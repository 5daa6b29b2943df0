//! Lifecycle hooks invoked around every context.

use std::sync::Arc;

use crate::context::ExecutionContext;
use crate::fault::Fault;

/// Extension points around context setup and teardown.
///
/// Every method defaults to doing nothing.
pub trait ContextHooks: Send + Sync {
    /// Runs after the context is pushed onto the active stack and before
    /// middleware is set up. An error aborts setup.
    fn setup(&self, _context: &ExecutionContext) -> Result<(), Fault> {
        Ok(())
    }

    /// Runs after middleware teardown and before resources close. Errors are
    /// recorded as exit errors rather than propagated.
    fn teardown(&self, _context: &ExecutionContext, _fault: Option<&Fault>) -> Result<(), Fault> {
        Ok(())
    }

    /// Always runs last, before the context leaves the active stack.
    fn finished(&self, _context: &ExecutionContext, _fault: Option<&Fault>) {}
}

impl<T> ContextHooks for Arc<T>
where
    T: ContextHooks + ?Sized,
{
    fn setup(&self, context: &ExecutionContext) -> Result<(), Fault> {
        (**self).setup(context)
    }

    fn teardown(&self, context: &ExecutionContext, fault: Option<&Fault>) -> Result<(), Fault> {
        (**self).teardown(context, fault)
    }

    fn finished(&self, context: &ExecutionContext, fault: Option<&Fault>) {
        (**self).finished(context, fault);
    }
}

/// Hooks that do nothing.
#[derive(Debug, Default, Clone, Copy)]
pub struct NoopHooks;

impl ContextHooks for NoopHooks {}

• **Task directions**
Each line of the data is to be written out again exactly.

• **Solution**
repository 5daa6b29b2943df0
//! Lifecycle hooks invoked around every context.

use std::sync::Arc;

use crate::context::ExecutionContext;
use crate::fault::Fault;

/// Extension points around context setup and teardown.
///
/// Every method defaults to doing nothing.
pub trait ContextHooks: Send + Sync {
    /// Runs after the context is pushed onto the active stack and before
    /// middleware is set up. An error aborts setup.
    fn setup(&self, _context: &ExecutionContext) -> Result<(), Fault> {
        Ok(())
    }

    /// Runs after middleware teardown and before resources close. Errors are
    /// recorded as exit errors rather than propagated.
    fn teardown(&self, _context: &ExecutionContext, _fault: Option<&Fault>) -> Result<(), Fault> {
        Ok(())
    }

    /// Always runs last, before the context leaves the active stack.
    fn finished(&self, _context: &ExecutionContext, _fault: Option<&Fault>) {}
}

impl<T> ContextHooks for Arc<T>
where
    T: ContextHooks + ?Sized,
{
    fn setup(&self, context: &ExecutionContext) -> Result<(), Fault> {
        (**self).setup(context)
    }

    fn teardown(&self, context: &ExecutionContext, fault: Option<&Fault>) -> Result<(), Fault> {
        (**self).teardown(context, fault)
    }

    fn finished(&self, context: &ExecutionContext, fault: Option<&Fault>) {
        (**self).finished(context, fault);
    }
}

/// Hooks that do nothing.
#[derive(Debug, Default, Clone, Copy)]
pub struct NoopHooks;

impl ContextHooks for NoopHooks {}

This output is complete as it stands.